Exercise prompt: Report how many lines in the records that follow have the word "overlay" in them, giving the number and nothing more.

Stored items:
══════
//! # Rendering System
//!
//! Window and context management for OpenGL rendering. Drawing itself is left
//! to the application; this module owns everything between the render loop
//! and the platform: the native window, context binding, buffer
//! presentation, event pumping and the FPS title overlay.
//!
//! ## Architecture
//!
//! - **Window**: lifecycle, input queries, mouse listeners, FPS overlay
//! - **OpenGL Backend**: GLFW implementation of the host contract

// Public modules for application use
pub mod window;

/// Graphics backend implementations
///
/// Contains the platform windowing implementation. Currently GLFW with
/// OpenGL core profile contexts.
pub mod opengl;

// High-level APIs that applications should use
pub use window::{Window, WindowError, WindowResult, Monitor, Subsystem};
pub use window::backend::{WindowHost, HostSurface};
pub use opengl::{GlfwHost, GlfwSurface};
══════
Answer to this exercise: 2